“We are in a big, fat, ugly bubble.” – Donald J. Trump

If Trump is right, the election just made it worse.

Of course, I’m certain that if Trump were asked what he thought of the market now, he’d be singing a different tune. Since Trump won the presidency, small-cap stocks and cyclical sectors have been on an absolute tear. We went from investors fearing a Trump Crash to a Trump Melt-Up. The narrative changes as price changes. Always remember that the reasons for why markets go up or down change based on whether markets are up or down. The futility of predicting the long-term is somehow always forgotten.

Are we in a bubble? I have no idea.No one does.
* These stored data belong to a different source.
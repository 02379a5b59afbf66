// SPDX-License-Identifier: BUSL-1.1
// Copyright (c) 2026 Alfred Jean LLC

use super::*;
use crate::protocol::Frame;
use aether_core::FakeClock;
use aether_kernel::{KernelConfig, ScriptedChat};
use aether_store::StateStore;
use serde_json::json;

fn build_gateway() -> (Arc<Gateway<FakeClock>>, tempfile::TempDir) {
    let dir = tempfile::tempdir().unwrap();
    let store = Arc::new(StateStore::open_in_memory().unwrap());
    let clock = FakeClock::new();
    clock.set_epoch_ms(1_700_000_000_000);
    let config = KernelConfig {
        home_dir: dir.path().join("home"),
        snapshot_dir: dir.path().join("snapshots"),
        ..KernelConfig::default()
    };
    let kernel = Kernel::new(
        config,
        clock,
        store,
        Arc::new(ScriptedChat::new([ScriptedChat::finish("done")])),
    );
    (Arc::new(Gateway::new(kernel)), dir)
}

async fn call(
    gateway: &Gateway<FakeClock>,
    conn: &mut ConnState,
    kind: &str,
    payload: Value,
) -> Result<Value, KernelError> {
    dispatch(
        gateway,
        conn,
        Frame {
            kind: kind.to_string(),
            id: None,
            payload,
        },
    )
    .await
}

async fn register(
    gateway: &Gateway<FakeClock>,
    username: &str,
) -> (ConnState, Value) {
    let mut conn = ConnState::default();
    let data = call(
        gateway,
        &mut conn,
        "auth.register",
        json!({"username": username, "password": "long-enough-pw", "displayName": username}),
    )
    .await
    .unwrap();
    (conn, data)
}

#[tokio::test]
async fn unknown_commands_are_typed() {
    let (gateway, _dir) = build_gateway();
    let mut conn = ConnState::default();
    let err = call(&gateway, &mut conn, "warp.speed", json!({}))
        .await
        .unwrap_err();
    assert_eq!(err.code, ErrorCode::UnknownCommand);
}

#[tokio::test]
async fn commands_require_authentication() {
    let (gateway, _dir) = build_gateway();
    let mut conn = ConnState::default();
    let err = call(&gateway, &mut conn, "process.list", json!({}))
        .await
        .unwrap_err();
    assert_eq!(err.code, ErrorCode::Unauthenticated);
}

#[tokio::test]
async fn register_binds_the_connection_identity() {
    let (gateway, _dir) = build_gateway();
    let (mut conn, data) = register(&gateway, "alice").await;
    assert!(data["token"].is_string());
    assert_eq!(data["user"]["role"], "admin");

    let who = call(&gateway, &mut conn, "auth.whoami", json!({}))
        .await
        .unwrap();
    assert_eq!(who["role"], "admin");
}

#[tokio::test]
async fn auth_frame_restores_identity_from_token() {
    let (gateway, _dir) = build_gateway();
    let (_conn, data) = register(&gateway, "alice").await;
    let token = data["token"].as_str().unwrap();

    let mut fresh = ConnState::default();
    let restored = call(&gateway, &mut fresh, "auth", json!({"token": token}))
        .await
        .unwrap();
    assert_eq!(restored["user"]["username"], "alice");
    assert!(fresh.subject.is_some());
}

#[tokio::test]
async fn spawn_returns_a_pid_and_lists_scope_by_owner() {
    let (gateway, _dir) = build_gateway();
    let (mut alice, _) = register(&gateway, "alice").await;
    let (mut bob, _) = register(&gateway, "bob").await;

    let spawned = call(
        &gateway,
        &mut bob,
        "process.spawn",
        json!({"role": "Researcher", "goal": "say hi", "maxSteps": 1}),
    )
    .await
    .unwrap();
    assert_eq!(spawned["pid"], 1);

    // Bob sees his process; a fresh non-owner admin sees everything.
    let bobs = call(&gateway, &mut bob, "process.list", json!({}))
        .await
        .unwrap();
    assert_eq!(bobs["processes"].as_array().unwrap().len(), 1);

    let alices = call(&gateway, &mut alice, "process.list", json!({}))
        .await
        .unwrap();
    assert_eq!(alices["processes"].as_array().unwrap().len(), 1);
}

#[tokio::test]
async fn history_survives_after_the_run_finishes() {
    let (gateway, _dir) = build_gateway();
    let (mut alice, _) = register(&gateway, "alice").await;

    let spawned = call(
        &gateway,
        &mut alice,
        "process.spawn",
        json!({"role": "Researcher", "goal": "say hi", "maxSteps": 1}),
    )
    .await
    .unwrap();
    let pid = spawned["pid"].as_i64().unwrap();

    // Let the scripted run complete.
    tokio::time::sleep(std::time::Duration::from_millis(200)).await;

    let history = call(&gateway, &mut alice, "process.history", json!({}))
        .await
        .unwrap();
    let rows = history["processes"].as_array().unwrap();
    assert_eq!(rows.len(), 1);
    assert_eq!(rows[0]["pid"].as_i64().unwrap(), pid);
    assert_eq!(rows[0]["exit_code"], 0);
}

#[tokio::test]
async fn policy_deny_blocks_even_owned_resources() {
    let (gateway, _dir) = build_gateway();
    let (mut alice, _) = register(&gateway, "alice").await; // admin
    let (mut bob, bob_data) = register(&gateway, "bob").await;
    let bob_uid = bob_data["user"]["uid"].as_str().unwrap().to_string();

    // Bob can normally kill his own process.
    let spawned = call(
        &gateway,
        &mut bob,
        "process.spawn",
        json!({"role": "Researcher", "goal": "wait", "maxSteps": 1}),
    )
    .await
    .unwrap();
    let pid = spawned["pid"].as_i64().unwrap();

    call(
        &gateway,
        &mut alice,
        "policy.create",
        json!({
            "subject": format!("user:{bob_uid}"),
            "action": "process.kill",
            "resource": "*",
            "effect": "deny",
        }),
    )
    .await
    .unwrap();

    let err = call(&gateway, &mut bob, "process.kill", json!({"pid": pid}))
        .await
        .unwrap_err();
    assert_eq!(err.code, ErrorCode::Forbidden);

    // The admin is not subject to bob's deny.
    let result = call(&gateway, &mut alice, "process.kill", json!({"pid": pid})).await;
    // The run may already have exited on its own; both outcomes are
    // legal, but never a Forbidden.
    if let Err(err) = result {
        assert_ne!(err.code, ErrorCode::Forbidden);
    }
}

#[tokio::test]
async fn non_admins_cannot_touch_admin_surfaces() {
    let (gateway, _dir) = build_gateway();
    let (_alice, _) = register(&gateway, "alice").await;
    let (mut bob, _) = register(&gateway, "bob").await;

    for (kind, payload) in [
        ("user.list", json!({})),
        ("policy.list", json!({})),
        ("audit.query", json!({})),
        ("org.create", json!({"name": "acme"})),
    ] {
        let err = call(&gateway, &mut bob, kind, payload).await.unwrap_err();
        assert_eq!(err.code, ErrorCode::Forbidden, "{kind}");
    }
}

#[tokio::test]
async fn subscriptions_are_tracked_per_connection() {
    let (gateway, _dir) = build_gateway();
    let (mut alice, _) = register(&gateway, "alice").await;

    call(&gateway, &mut alice, "sub", json!({"topic": "agent.*"}))
        .await
        .unwrap();
    call(&gateway, &mut alice, "sub", json!({"topic": "process.exit"}))
        .await
        .unwrap();
    assert_eq!(alice.patterns.len(), 2);

    call(&gateway, &mut alice, "unsub", json!({"topic": "agent.*"}))
        .await
        .unwrap();
    assert_eq!(alice.patterns.len(), 1);
}

#[tokio::test]
async fn event_forwarding_respects_ownership() {
    let (gateway, _dir) = build_gateway();
    let (mut alice, _) = register(&gateway, "alice").await; // admin
    let (mut bob, bob_data) = register(&gateway, "bob").await;
    let bob_uid = bob_data["user"]["uid"].as_str().unwrap();

    for conn in [&mut alice, &mut bob] {
        call(&gateway, conn, "sub", json!({"topic": "fs.*"}))
            .await
            .unwrap();
    }

    let event = Event::FsChanged {
        uid: aether_core::Uid::new(bob_uid),
        path: format!("{bob_uid}/a.txt"),
        change: "write".to_string(),
        size: 1,
    };
    // Bob owns the event; the admin may observe everything; a third
    // user may not.
    assert!(should_forward(&gateway, &bob, &event));
    assert!(should_forward(&gateway, &alice, &event));

    let (mut carol, _) = register(&gateway, "carol").await;
    call(&gateway, &mut carol, "sub", json!({"topic": "fs.*"}))
        .await
        .unwrap();
    assert!(!should_forward(&gateway, &carol, &event));
}

#[tokio::test]
async fn kv_round_trips_through_commands() {
    let (gateway, _dir) = build_gateway();
    let (mut alice, _) = register(&gateway, "alice").await;

    call(
        &gateway,
        &mut alice,
        "kv.set",
        json!({"key": "ui.theme", "value": {"dark": true}}),
    )
    .await
    .unwrap();

    let got = call(&gateway, &mut alice, "kv.get", json!({"key": "ui.theme"}))
        .await
        .unwrap();
    assert_eq!(got["entry"]["value"]["dark"], true);
}

#[tokio::test]
async fn mem_commands_round_trip_and_scope() {
    let (gateway, _dir) = build_gateway();
    let (mut alice, _) = register(&gateway, "alice").await;
    let (mut bob, _) = register(&gateway, "bob").await;

    let put = call(
        &gateway,
        &mut bob,
        "mem.put",
        json!({"layer": "semantic", "content": "favorite color is teal"}),
    )
    .await
    .unwrap();
    let memory_id = put["memory"]["id"].as_str().unwrap().to_string();

    let found = call(
        &gateway,
        &mut bob,
        "mem.search",
        json!({"query": "favorite color"}),
    )
    .await
    .unwrap();
    assert_eq!(found["memories"].as_array().unwrap().len(), 1);

    // Search is scoped to the caller: alice sees nothing.
    let empty = call(
        &gateway,
        &mut alice,
        "mem.search",
        json!({"query": "favorite color"}),
    )
    .await
    .unwrap();
    assert!(empty["memories"].as_array().unwrap().is_empty());

    let got = call(&gateway, &mut bob, "mem.get", json!({"id": memory_id}))
        .await
        .unwrap();
    assert_eq!(got["memory"]["content"], "favorite color is teal");

    call(&gateway, &mut bob, "mem.delete", json!({"id": memory_id}))
        .await
        .unwrap();
    let err = call(&gateway, &mut bob, "mem.get", json!({"id": memory_id}))
        .await
        .unwrap_err();
    assert_eq!(err.code, ErrorCode::NotFound);
}

#[tokio::test]
async fn browser_commands_are_acknowledged_opaquely() {
    let (gateway, _dir) = build_gateway();
    let (mut alice, _) = register(&gateway, "alice").await;
    let data = call(&gateway, &mut alice, "browser:click", json!({"x": 1, "y": 2}))
        .await
        .unwrap();
    assert_eq!(data["forwarded"], false);
}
A bubble to me is best defined as an irrational belief held by the vast majority of participants which reaches a fever pitch. I think by that standard, there probably is a bubble forming in the overriding belief that everything Trump attempts to accomplish will be uniformly positive and bullish. The market seems to always get secondary and tertiary effects wrong. Unintended consequences are a part of everything in life, particularly so in large complex systems. To think with such euphoria that the next four years will be an economic boom because we have a businessman in the oval office disregards the fact that the future is never quite what we imagined. It is only hindsight bias and narrative which makes us think that it always was.
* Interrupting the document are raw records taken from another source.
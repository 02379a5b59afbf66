// SPDX-License-Identifier: BUSL-1.1
// Copyright (c) 2026 Alfred Jean LLC

//! Administrative commands: users, orgs, teams, policies, audit

use crate::gateway::{authorize, limit_arg, opt_u64, req_str, ConnState, Gateway};
use aether_core::{
    Clock, Effect, Event, KernelError, OrgId, OrgMember, OrgRole, Organization, PermissionPolicy,
    PolicyId, Team, TeamId, TeamMember, Uid,
};
use serde_json::{json, Value};

pub fn user_list<C: Clock>(gateway: &Gateway<C>, conn: &ConnState) -> Result<Value, KernelError> {
    let subject = conn.require_auth()?;
    authorize(gateway, &subject, "user.list", "users", None)?;
    let users = gateway
        .kernel
        .store
        .list_users()
        .map_err(KernelError::internal)?;
    Ok(json!({ "users": users }))
}

pub fn user_delete<C: Clock>(
    gateway: &Gateway<C>,
    conn: &ConnState,
    payload: &Value,
) -> Result<Value, KernelError> {
    let subject = conn.require_auth()?;
    authorize(gateway, &subject, "user.delete", "users", None)?;
    let uid = Uid::new(req_str(payload, "uid")?);
    if uid == subject.uid {
        return Err(KernelError::invalid_args("cannot delete yourself"));
    }

    let deleted = gateway
        .kernel
        .store
        .delete_user(&uid)
        .map_err(KernelError::internal)?;
    if deleted {
        gateway.kernel.bus.emit(Event::UserDeleted { uid });
    }
    Ok(json!({ "deleted": deleted }))
}

// -- organizations / teams --

pub fn org_create<C: Clock>(
    gateway: &Gateway<C>,
    conn: &ConnState,
    payload: &Value,
) -> Result<Value, KernelError> {
    let subject = conn.require_auth()?;
    authorize(gateway, &subject, "org.create", "orgs", None)?;

    let org = Organization {
        id: OrgId::new(format!("org-{}", uuid::Uuid::new_v4())),
        name: req_str(payload, "name")?.to_string(),
        created_at_ms: gateway.kernel.clock.epoch_ms(),
    };
    gateway.kernel.store.insert_org(&org).map_err(|e| match e {
        aether_store::StoreError::Conflict(message) => KernelError::conflict(message),
        other => KernelError::internal(other),
    })?;

    // The creator is the founding owner.
    gateway
        .kernel
        .store
        .add_org_member(&OrgMember {
            org_id: org.id.clone(),
            uid: subject.uid.clone(),
            role: OrgRole::Owner,
        })
        .map_err(KernelError::internal)?;
    Ok(json!({ "org": org }))
}

pub fn org_list<C: Clock>(gateway: &Gateway<C>, conn: &ConnState) -> Result<Value, KernelError> {
    conn.require_auth()?;
    let orgs = gateway
        .kernel
        .store
        .list_orgs()
        .map_err(KernelError::internal)?;
    Ok(json!({ "orgs": orgs }))
}

pub fn org_delete<C: Clock>(
    gateway: &Gateway<C>,
    conn: &ConnState,
    payload: &Value,
) -> Result<Value, KernelError> {
    let subject = conn.require_auth()?;
    authorize(gateway, &subject, "org.delete", "orgs", None)?;
    let id = OrgId::new(req_str(payload, "id")?);
    let deleted = gateway
        .kernel
        .store
        .delete_org(&id)
        .map_err(KernelError::internal)?;
    Ok(json!({ "deleted": deleted }))
}

fn parse_org_role(payload: &Value) -> OrgRole {
    payload
        .get("role")
        .and_then(Value::as_str)
        .and_then(OrgRole::parse)
        .unwrap_or(OrgRole::Member)
}

pub fn org_add_member<C: Clock>(
    gateway: &Gateway<C>,
    conn: &ConnState,
    payload: &Value,
) -> Result<Value, KernelError> {
    let subject = conn.require_auth()?;
    authorize(gateway, &subject, "org.addMember", "orgs", None)?;

    let member = OrgMember {
        org_id: OrgId::new(req_str(payload, "orgId")?),
        uid: Uid::new(req_str(payload, "uid")?),
        role: parse_org_role(payload),
    };
    gateway
        .kernel
        .store
        .get_org(&member.org_id)
        .map_err(KernelError::internal)?
        .ok_or_else(|| KernelError::not_found(format!("org {}", member.org_id)))?;
    gateway
        .kernel
        .store
        .add_org_member(&member)
        .map_err(KernelError::internal)?;
    Ok(json!({ "member": member }))
}

pub fn team_create<C: Clock>(
    gateway: &Gateway<C>,
    conn: &ConnState,
    payload: &Value,
) -> Result<Value, KernelError> {
    let subject = conn.require_auth()?;
    authorize(gateway, &subject, "team.create", "teams", None)?;

    let org_id = OrgId::new(req_str(payload, "orgId")?);
    gateway
        .kernel
        .store
        .get_org(&org_id)
        .map_err(KernelError::internal)?
        .ok_or_else(|| KernelError::not_found(format!("org {org_id}")))?;

    let team = Team {
        id: TeamId::new(format!("team-{}", uuid::Uuid::new_v4())),
        org_id,
        name: req_str(payload, "name")?.to_string(),
        created_at_ms: gateway.kernel.clock.epoch_ms(),
    };
    gateway.kernel.store.insert_team(&team).map_err(|e| match e {
        aether_store::StoreError::Conflict(message) => KernelError::conflict(message),
        other => KernelError::internal(other),
    })?;
    Ok(json!({ "team": team }))
}

pub fn team_list<C: Clock>(
    gateway: &Gateway<C>,
    conn: &ConnState,
    payload: &Value,
) -> Result<Value, KernelError> {
    conn.require_auth()?;
    let org_id = OrgId::new(req_str(payload, "orgId")?);
    let teams = gateway
        .kernel
        .store
        .list_teams(&org_id)
        .map_err(KernelError::internal)?;
    Ok(json!({ "teams": teams }))
}

pub fn team_add_member<C: Clock>(
    gateway: &Gateway<C>,
    conn: &ConnState,
    payload: &Value,
) -> Result<Value, KernelError> {
    let subject = conn.require_auth()?;
    authorize(gateway, &subject, "team.addMember", "teams", None)?;

    let member = TeamMember {
        team_id: TeamId::new(req_str(payload, "teamId")?),
        uid: Uid::new(req_str(payload, "uid")?),
        role: parse_org_role(payload),
    };
    gateway
        .kernel
        .store
        .add_team_member(&member)
        .map_err(KernelError::internal)?;
    Ok(json!({ "member": member }))
}

// -- policies --

pub fn policy_create<C: Clock>(
    gateway: &Gateway<C>,
    conn: &ConnState,
    payload: &Value,
) -> Result<Value, KernelError> {
    let subject = conn.require_auth()?;
    authorize(gateway, &subject, "policy.create", "policies", None)?;

    let effect = req_str(payload, "effect")?;
    let effect = Effect::parse(effect)
        .ok_or_else(|| KernelError::invalid_args(format!("unknown effect '{effect}'")))?;

    let policy = PermissionPolicy {
        id: PolicyId::new(format!("pol-{}", uuid::Uuid::new_v4())),
        subject: req_str(payload, "subject")?.to_string(),
        action: req_str(payload, "action")?.to_string(),
        resource: req_str(payload, "resource")?.to_string(),
        effect,
        created_at_ms: gateway.kernel.clock.epoch_ms(),
        created_by: Some(subject.uid.clone()),
    };
    gateway
        .kernel
        .store
        .insert_policy(&policy)
        .map_err(KernelError::internal)?;

    gateway.kernel.audit_command(
        Some(&subject.uid),
        "policy.create",
        Some(policy.id.to_string()),
        payload,
    );
    gateway.kernel.bus.emit(Event::PolicyCreated {
        id: policy.id.clone(),
        subject: policy.subject.clone(),
        action: policy.action.clone(),
        effect: policy.effect.as_str().to_string(),
    });
    Ok(json!({ "policy": policy }))
}

pub fn policy_list<C: Clock>(gateway: &Gateway<C>, conn: &ConnState) -> Result<Value, KernelError> {
    let subject = conn.require_auth()?;
    authorize(gateway, &subject, "policy.list", "policies", None)?;
    let policies = gateway
        .kernel
        .store
        .list_policies()
        .map_err(KernelError::internal)?;
    Ok(json!({ "policies": policies }))
}

pub fn policy_delete<C: Clock>(
    gateway: &Gateway<C>,
    conn: &ConnState,
    payload: &Value,
) -> Result<Value, KernelError> {
    let subject = conn.require_auth()?;
    authorize(gateway, &subject, "policy.delete", "policies", None)?;
    let id = PolicyId::new(req_str(payload, "id")?);
    let deleted = gateway
        .kernel
        .store
        .delete_policy(&id)
        .map_err(KernelError::internal)?;
    if deleted {
        gateway.kernel.bus.emit(Event::PolicyDeleted { id });
    }
    Ok(json!({ "deleted": deleted }))
}

// -- audit / cluster --

pub fn audit_query<C: Clock>(
    gateway: &Gateway<C>,
    conn: &ConnState,
    payload: &Value,
) -> Result<Value, KernelError> {
    let subject = conn.require_auth()?;
    authorize(gateway, &subject, "audit.query", "audit", None)?;

    let since = opt_u64(payload, "since").unwrap_or(0);
    let until = opt_u64(payload, "until").unwrap_or(u64::MAX);
    let entries = gateway
        .kernel
        .store
        .query_audit(since, until, limit_arg(payload, 200))
        .map_err(KernelError::internal)?;
    Ok(json!({ "entries": entries }))
}

pub fn metrics_query<C: Clock>(
    gateway: &Gateway<C>,
    conn: &ConnState,
    payload: &Value,
) -> Result<Value, KernelError> {
    conn.require_auth()?;
    let since = opt_u64(payload, "since").unwrap_or(0);
    let metrics = gateway
        .kernel
        .store
        .metrics_since(since, limit_arg(payload, 500))
        .map_err(KernelError::internal)?;
    Ok(json!({ "metrics": metrics }))
}

pub fn cluster_info<C: Clock>(gateway: &Gateway<C>, conn: &ConnState) -> Result<Value, KernelError> {
    conn.require_auth()?;
    Ok(json!({ "cluster": gateway.kernel.cluster_info() }))
}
Momentum in the moment is always nice to participate in, but not getting caught up in it is the key to tactical portfolio management. In the near-term, it looks like market movement could continue higher given that yield sensitive areas continue to underperform. Generally (with the exception of the last few years), yield parts of the investible landscape tend to outperform anticipating a period of higher volatility instead. Thus far, given that credit spreads remain tight despite the yield move higher, there are no near-term signs of stress. That doesn’t mean necessarily that stocks won’t close the year out lower than they are now.It just means the odds favor continuation in trend.